## Your goal:
Which lines below contain "DisplayMessage"? Copy every one of them.

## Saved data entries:

____

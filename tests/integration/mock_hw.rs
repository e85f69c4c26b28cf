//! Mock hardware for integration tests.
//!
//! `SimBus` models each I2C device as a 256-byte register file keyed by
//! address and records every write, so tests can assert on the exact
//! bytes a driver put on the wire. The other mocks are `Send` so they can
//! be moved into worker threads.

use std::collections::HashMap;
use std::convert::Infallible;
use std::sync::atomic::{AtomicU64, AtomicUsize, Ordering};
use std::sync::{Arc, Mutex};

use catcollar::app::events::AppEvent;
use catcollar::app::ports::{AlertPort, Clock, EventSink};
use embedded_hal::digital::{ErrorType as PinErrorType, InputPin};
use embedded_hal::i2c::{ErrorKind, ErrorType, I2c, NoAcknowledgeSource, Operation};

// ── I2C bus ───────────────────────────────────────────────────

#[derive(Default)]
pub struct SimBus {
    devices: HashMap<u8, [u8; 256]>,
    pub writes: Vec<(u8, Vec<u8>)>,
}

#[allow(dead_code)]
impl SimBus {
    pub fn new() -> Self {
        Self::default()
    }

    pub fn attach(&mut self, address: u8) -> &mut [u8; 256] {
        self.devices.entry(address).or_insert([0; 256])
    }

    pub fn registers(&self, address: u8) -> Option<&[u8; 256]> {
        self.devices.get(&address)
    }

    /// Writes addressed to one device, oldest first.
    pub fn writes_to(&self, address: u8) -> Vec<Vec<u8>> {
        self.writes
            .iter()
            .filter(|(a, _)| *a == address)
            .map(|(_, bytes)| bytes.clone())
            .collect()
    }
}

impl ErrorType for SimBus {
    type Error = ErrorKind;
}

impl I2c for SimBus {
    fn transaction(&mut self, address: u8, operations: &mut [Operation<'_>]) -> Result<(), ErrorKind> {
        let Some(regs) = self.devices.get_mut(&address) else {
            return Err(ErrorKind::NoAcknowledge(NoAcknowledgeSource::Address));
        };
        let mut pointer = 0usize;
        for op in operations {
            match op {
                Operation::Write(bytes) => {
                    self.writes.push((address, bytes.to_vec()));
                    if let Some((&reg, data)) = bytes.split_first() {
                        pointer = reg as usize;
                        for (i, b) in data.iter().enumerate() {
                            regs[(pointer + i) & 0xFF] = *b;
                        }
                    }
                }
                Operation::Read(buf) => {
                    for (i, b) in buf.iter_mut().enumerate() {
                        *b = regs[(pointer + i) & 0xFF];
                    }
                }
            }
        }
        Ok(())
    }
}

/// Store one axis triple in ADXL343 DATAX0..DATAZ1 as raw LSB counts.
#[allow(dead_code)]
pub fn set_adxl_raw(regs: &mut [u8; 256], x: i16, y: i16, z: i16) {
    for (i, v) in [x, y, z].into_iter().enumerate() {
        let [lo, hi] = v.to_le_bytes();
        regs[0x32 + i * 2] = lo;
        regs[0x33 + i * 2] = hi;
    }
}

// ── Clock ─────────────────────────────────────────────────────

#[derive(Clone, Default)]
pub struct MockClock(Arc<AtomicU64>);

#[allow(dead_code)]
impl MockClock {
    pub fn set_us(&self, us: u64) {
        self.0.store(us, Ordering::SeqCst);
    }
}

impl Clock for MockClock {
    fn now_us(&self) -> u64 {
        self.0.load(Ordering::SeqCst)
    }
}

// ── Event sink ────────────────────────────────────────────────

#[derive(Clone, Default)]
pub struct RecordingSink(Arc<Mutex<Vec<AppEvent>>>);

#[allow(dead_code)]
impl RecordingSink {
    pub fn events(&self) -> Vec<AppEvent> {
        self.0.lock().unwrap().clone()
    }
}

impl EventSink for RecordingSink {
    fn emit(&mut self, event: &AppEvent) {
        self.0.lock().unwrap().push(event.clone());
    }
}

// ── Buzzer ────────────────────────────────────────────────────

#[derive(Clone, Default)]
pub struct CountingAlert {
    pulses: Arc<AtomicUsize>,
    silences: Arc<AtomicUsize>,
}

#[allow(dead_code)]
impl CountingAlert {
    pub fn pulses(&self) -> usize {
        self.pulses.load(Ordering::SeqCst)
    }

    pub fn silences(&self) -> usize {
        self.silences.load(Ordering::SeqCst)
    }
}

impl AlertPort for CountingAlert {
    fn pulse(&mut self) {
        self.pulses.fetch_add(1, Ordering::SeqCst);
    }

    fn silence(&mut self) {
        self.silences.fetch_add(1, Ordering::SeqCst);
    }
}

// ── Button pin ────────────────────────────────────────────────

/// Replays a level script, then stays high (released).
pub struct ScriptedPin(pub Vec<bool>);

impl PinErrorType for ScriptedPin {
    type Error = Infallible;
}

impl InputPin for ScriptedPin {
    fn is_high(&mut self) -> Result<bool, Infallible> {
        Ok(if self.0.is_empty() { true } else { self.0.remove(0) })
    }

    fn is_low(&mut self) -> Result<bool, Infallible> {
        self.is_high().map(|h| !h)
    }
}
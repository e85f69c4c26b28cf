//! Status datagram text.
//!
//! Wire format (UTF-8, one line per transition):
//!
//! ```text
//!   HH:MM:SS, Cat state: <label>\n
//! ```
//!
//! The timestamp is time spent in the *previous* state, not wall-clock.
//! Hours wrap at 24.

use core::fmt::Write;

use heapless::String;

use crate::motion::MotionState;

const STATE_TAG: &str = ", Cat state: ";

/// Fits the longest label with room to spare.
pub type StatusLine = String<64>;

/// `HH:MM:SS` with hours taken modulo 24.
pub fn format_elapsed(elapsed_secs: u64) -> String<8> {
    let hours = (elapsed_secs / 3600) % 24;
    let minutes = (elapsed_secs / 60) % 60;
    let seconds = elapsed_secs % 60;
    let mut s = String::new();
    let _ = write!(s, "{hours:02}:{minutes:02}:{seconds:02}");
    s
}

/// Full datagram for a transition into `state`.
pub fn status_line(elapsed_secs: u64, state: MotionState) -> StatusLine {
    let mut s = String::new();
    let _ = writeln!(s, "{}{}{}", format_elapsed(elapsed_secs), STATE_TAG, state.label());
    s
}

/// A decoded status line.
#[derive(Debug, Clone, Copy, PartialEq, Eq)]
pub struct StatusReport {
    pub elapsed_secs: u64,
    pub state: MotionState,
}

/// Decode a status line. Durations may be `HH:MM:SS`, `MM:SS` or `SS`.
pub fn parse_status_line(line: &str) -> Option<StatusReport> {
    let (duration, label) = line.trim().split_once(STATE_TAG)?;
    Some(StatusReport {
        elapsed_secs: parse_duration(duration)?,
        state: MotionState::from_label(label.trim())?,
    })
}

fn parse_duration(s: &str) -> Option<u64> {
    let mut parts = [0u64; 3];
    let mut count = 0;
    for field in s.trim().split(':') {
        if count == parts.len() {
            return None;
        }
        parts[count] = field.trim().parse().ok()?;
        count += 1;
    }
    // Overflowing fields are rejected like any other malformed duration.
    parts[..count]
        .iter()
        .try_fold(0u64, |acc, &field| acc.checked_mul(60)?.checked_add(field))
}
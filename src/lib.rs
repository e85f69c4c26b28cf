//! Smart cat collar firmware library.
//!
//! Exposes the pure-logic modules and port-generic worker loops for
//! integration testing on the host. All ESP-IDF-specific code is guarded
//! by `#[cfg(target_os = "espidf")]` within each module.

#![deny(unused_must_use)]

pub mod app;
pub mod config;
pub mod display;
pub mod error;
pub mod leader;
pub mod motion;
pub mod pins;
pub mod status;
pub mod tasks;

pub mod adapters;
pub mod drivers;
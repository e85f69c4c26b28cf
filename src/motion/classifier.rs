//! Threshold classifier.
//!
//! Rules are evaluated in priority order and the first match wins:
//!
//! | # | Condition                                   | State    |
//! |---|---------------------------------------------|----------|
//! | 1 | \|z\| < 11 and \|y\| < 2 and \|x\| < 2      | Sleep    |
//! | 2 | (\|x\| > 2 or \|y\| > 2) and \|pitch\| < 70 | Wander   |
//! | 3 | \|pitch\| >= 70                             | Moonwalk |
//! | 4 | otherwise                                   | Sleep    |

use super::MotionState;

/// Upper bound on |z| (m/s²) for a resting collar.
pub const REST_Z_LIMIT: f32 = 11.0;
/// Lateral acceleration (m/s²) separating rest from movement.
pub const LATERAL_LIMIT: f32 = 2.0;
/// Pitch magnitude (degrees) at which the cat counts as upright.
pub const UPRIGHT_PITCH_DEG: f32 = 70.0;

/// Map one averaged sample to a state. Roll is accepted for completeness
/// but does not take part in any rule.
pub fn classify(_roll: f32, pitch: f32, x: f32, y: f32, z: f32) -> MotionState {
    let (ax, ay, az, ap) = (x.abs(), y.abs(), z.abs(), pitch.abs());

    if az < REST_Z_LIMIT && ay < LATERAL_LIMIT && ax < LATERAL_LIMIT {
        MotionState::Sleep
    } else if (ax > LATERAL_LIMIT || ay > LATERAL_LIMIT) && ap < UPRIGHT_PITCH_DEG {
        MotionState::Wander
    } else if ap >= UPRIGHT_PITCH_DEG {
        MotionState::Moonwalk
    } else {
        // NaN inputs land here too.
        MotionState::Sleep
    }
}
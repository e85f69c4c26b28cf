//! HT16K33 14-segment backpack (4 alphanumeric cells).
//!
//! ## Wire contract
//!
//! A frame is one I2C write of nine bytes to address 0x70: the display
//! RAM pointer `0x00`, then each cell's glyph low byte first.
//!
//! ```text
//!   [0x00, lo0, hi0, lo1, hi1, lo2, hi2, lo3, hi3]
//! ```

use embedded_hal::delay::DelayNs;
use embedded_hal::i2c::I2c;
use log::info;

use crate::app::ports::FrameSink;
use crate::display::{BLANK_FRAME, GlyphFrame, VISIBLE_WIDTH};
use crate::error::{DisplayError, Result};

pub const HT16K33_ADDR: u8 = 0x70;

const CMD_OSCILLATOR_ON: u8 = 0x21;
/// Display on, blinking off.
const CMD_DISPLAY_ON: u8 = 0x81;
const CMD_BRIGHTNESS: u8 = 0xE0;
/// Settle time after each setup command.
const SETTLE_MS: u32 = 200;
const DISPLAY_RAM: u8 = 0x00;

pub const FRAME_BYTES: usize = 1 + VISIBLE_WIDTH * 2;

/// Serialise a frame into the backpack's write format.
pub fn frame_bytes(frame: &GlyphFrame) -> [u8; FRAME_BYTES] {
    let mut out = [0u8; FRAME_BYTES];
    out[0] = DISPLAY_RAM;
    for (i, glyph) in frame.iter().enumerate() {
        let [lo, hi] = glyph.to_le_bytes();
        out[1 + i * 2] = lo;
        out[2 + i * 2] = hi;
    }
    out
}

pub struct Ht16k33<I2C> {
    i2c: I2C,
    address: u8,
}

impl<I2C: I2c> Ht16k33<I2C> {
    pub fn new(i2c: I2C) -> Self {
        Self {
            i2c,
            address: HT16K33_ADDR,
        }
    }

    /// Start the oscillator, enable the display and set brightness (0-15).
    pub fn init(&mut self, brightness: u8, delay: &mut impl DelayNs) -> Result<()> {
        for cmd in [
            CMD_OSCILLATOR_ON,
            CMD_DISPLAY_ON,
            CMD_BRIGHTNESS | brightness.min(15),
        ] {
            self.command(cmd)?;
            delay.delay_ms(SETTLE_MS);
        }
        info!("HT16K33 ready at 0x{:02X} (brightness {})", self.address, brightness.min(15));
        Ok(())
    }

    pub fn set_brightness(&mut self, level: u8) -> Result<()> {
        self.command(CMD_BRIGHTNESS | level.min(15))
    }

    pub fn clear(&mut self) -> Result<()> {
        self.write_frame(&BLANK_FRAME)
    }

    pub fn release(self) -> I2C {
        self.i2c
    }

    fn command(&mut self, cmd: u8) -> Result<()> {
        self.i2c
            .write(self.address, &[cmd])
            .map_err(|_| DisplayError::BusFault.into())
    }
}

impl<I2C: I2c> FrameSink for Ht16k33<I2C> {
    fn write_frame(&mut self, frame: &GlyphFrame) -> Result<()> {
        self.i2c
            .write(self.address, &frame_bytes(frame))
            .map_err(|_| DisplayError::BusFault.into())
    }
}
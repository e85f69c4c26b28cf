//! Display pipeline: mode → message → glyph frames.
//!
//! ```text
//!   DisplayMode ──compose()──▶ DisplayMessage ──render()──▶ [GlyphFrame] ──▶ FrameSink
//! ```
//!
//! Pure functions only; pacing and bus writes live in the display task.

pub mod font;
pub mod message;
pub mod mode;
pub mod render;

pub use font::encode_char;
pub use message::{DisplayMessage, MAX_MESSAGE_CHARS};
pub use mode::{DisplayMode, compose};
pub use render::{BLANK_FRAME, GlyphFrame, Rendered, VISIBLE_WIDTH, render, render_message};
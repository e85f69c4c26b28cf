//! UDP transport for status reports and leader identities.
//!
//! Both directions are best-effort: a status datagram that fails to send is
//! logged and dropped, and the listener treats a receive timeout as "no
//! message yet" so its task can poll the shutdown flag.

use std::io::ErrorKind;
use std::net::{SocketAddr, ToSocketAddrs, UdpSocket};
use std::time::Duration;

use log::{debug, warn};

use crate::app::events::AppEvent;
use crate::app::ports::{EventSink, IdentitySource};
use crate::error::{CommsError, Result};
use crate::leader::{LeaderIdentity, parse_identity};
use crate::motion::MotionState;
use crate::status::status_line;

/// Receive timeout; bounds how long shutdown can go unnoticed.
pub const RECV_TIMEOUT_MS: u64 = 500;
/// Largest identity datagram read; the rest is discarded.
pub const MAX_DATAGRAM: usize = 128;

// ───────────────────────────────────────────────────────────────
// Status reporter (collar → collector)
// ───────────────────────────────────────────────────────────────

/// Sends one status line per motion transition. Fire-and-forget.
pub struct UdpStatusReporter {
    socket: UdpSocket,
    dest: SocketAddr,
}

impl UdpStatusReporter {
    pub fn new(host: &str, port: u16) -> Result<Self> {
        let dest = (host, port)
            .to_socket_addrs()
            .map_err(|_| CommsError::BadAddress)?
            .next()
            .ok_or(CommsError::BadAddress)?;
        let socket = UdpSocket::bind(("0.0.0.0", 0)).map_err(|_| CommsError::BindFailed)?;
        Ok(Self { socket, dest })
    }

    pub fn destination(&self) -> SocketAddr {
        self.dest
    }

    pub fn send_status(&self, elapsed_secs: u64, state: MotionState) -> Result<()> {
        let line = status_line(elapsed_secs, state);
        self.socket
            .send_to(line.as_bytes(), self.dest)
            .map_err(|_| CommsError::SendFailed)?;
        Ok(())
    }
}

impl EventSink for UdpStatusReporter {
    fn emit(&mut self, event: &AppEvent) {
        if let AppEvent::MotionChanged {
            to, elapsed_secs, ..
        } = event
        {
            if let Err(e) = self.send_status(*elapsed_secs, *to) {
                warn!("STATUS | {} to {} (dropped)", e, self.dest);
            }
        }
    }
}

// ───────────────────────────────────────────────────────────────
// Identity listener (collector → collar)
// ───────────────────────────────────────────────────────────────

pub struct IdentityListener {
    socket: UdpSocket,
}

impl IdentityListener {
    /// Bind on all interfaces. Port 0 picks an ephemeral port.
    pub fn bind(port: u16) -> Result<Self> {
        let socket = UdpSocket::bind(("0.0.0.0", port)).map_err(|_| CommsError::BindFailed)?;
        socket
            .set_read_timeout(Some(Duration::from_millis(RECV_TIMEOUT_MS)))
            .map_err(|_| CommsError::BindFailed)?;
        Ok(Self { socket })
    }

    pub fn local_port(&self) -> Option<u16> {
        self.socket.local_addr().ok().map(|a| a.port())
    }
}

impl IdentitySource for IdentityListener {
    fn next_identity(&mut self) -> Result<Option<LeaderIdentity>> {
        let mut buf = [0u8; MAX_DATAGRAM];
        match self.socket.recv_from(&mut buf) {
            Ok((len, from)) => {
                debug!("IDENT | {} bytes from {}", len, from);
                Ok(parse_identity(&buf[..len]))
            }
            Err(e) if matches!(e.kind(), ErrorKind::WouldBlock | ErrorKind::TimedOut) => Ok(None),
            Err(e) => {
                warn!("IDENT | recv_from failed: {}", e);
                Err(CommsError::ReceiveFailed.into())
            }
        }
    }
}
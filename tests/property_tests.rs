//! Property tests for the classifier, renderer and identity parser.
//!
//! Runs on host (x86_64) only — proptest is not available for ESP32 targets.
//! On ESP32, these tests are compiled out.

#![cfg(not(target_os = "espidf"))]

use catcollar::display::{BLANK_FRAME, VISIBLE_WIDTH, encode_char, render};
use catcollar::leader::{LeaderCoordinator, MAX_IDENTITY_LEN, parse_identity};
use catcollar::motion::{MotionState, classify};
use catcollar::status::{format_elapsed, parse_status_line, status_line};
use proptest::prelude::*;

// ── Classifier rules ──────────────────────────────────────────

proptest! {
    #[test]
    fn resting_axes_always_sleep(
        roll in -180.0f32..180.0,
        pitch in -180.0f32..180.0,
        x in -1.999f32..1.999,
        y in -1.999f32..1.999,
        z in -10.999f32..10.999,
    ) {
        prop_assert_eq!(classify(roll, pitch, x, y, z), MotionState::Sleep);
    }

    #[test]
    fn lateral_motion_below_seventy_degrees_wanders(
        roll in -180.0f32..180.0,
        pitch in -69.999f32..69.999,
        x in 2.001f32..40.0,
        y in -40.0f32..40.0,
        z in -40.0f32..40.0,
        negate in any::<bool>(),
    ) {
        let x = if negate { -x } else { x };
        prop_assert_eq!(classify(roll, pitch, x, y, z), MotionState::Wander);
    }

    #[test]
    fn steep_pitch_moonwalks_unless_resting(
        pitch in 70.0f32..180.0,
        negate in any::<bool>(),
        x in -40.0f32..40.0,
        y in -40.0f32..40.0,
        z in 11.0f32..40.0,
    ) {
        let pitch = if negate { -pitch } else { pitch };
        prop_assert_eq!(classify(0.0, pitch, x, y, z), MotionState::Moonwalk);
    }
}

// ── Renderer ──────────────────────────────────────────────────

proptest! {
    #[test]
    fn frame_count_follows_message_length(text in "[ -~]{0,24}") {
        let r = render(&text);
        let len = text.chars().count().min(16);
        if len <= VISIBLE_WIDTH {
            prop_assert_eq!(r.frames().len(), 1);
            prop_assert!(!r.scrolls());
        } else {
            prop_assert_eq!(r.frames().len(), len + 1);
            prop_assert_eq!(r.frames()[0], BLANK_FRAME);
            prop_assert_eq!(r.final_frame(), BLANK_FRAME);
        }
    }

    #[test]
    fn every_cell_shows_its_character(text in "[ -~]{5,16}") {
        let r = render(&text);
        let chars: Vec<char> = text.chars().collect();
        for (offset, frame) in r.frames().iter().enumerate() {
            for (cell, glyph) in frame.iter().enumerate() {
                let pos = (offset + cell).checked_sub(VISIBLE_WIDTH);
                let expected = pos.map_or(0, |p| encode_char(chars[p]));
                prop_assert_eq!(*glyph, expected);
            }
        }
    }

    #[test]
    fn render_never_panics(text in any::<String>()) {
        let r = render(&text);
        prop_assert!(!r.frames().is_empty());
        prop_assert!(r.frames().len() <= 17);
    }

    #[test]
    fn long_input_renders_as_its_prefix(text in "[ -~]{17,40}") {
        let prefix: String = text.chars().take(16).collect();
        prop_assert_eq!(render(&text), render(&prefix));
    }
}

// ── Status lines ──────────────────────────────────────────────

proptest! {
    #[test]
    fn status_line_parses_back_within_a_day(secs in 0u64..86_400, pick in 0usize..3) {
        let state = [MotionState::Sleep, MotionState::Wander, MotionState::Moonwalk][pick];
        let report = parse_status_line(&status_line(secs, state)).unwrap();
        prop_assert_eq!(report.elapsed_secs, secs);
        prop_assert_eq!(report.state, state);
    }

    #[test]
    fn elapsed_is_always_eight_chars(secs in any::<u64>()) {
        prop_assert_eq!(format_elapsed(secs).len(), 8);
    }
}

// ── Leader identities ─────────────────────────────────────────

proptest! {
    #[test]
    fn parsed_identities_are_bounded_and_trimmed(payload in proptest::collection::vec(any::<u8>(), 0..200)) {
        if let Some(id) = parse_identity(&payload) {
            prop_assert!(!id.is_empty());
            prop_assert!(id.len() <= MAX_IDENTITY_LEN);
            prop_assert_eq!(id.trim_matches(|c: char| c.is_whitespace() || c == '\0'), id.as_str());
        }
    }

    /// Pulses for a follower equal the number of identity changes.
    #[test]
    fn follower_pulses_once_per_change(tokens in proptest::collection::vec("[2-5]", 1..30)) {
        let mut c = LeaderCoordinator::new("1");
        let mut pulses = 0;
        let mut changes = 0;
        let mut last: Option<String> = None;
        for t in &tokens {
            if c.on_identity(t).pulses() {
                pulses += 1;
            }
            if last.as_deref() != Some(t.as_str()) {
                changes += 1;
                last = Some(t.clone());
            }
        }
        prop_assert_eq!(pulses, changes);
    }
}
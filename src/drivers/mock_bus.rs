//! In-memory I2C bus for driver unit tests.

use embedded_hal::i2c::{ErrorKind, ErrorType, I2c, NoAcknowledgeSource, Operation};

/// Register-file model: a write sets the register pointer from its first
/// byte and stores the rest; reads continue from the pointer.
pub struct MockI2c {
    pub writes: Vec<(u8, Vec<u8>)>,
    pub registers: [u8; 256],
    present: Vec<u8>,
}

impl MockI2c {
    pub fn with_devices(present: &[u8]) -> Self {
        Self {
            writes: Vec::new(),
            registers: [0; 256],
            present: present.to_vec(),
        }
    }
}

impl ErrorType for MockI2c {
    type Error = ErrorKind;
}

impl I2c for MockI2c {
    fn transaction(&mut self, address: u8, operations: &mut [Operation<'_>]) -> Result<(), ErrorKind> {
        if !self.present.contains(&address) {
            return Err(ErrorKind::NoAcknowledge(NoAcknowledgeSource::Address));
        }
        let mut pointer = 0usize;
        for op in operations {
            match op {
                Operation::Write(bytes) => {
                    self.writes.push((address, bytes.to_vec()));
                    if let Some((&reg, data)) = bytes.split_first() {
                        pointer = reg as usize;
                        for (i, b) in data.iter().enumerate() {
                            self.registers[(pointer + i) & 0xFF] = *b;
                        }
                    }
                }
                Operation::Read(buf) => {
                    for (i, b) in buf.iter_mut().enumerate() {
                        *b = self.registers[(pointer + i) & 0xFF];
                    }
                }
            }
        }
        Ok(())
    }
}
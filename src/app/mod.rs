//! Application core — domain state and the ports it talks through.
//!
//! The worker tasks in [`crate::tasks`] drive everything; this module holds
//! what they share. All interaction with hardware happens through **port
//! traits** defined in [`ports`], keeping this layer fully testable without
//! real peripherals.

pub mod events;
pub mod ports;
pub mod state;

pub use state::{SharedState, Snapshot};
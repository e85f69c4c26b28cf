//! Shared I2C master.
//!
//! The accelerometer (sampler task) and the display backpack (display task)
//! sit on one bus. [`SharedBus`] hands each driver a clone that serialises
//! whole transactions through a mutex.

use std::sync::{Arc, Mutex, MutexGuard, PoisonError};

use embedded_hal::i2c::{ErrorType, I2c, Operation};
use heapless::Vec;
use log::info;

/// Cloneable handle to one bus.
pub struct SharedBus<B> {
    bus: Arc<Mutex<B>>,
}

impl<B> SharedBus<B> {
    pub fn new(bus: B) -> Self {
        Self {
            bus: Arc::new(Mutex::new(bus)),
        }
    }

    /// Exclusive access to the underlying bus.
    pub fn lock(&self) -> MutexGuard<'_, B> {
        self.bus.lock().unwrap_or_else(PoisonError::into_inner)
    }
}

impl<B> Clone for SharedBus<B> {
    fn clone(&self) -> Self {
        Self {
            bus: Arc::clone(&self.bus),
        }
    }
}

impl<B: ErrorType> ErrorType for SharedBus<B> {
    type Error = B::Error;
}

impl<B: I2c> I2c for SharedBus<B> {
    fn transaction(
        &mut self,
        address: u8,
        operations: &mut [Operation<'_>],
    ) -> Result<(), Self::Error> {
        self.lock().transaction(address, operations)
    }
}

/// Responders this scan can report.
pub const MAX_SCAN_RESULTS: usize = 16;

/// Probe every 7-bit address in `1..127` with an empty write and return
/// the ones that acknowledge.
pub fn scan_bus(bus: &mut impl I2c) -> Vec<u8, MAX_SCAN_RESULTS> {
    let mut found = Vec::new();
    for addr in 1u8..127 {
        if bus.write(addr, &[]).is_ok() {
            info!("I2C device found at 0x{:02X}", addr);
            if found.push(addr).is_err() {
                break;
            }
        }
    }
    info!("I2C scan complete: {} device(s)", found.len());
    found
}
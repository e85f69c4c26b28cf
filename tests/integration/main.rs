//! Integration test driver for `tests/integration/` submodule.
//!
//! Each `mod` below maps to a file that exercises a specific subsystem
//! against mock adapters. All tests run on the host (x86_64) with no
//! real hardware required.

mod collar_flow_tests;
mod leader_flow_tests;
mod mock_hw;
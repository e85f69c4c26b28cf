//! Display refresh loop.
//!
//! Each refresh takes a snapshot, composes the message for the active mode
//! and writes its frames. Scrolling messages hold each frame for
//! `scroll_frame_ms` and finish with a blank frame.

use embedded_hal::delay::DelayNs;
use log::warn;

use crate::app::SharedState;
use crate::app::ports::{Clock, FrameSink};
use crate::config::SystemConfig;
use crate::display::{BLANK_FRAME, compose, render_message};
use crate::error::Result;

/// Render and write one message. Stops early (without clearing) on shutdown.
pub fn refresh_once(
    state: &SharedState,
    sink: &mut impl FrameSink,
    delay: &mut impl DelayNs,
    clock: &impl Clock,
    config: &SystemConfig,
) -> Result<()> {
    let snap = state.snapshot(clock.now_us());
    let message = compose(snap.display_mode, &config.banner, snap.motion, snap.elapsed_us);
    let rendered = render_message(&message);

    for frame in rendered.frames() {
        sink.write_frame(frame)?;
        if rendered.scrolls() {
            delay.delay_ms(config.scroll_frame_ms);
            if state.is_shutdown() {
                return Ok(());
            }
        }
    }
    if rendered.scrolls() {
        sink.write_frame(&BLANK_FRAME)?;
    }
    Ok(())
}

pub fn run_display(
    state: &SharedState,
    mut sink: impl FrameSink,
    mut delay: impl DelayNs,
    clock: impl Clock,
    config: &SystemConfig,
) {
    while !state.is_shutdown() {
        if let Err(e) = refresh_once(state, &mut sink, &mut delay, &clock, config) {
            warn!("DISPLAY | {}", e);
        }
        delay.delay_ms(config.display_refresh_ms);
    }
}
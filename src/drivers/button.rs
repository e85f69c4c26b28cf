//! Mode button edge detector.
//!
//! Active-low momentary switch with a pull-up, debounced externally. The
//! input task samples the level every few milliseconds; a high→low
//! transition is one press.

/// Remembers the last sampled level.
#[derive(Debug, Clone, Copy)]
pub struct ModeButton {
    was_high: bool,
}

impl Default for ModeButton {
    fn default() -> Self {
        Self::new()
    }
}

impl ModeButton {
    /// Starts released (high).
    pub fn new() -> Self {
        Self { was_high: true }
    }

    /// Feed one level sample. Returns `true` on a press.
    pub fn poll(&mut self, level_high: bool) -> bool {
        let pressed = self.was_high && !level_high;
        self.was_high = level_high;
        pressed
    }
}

____

## Finished exercise:
//!   DisplayMode ──compose()──▶ DisplayMessage ──render()──▶ [GlyphFrame] ──▶ FrameSink
pub use message::{DisplayMessage, MAX_MESSAGE_CHARS};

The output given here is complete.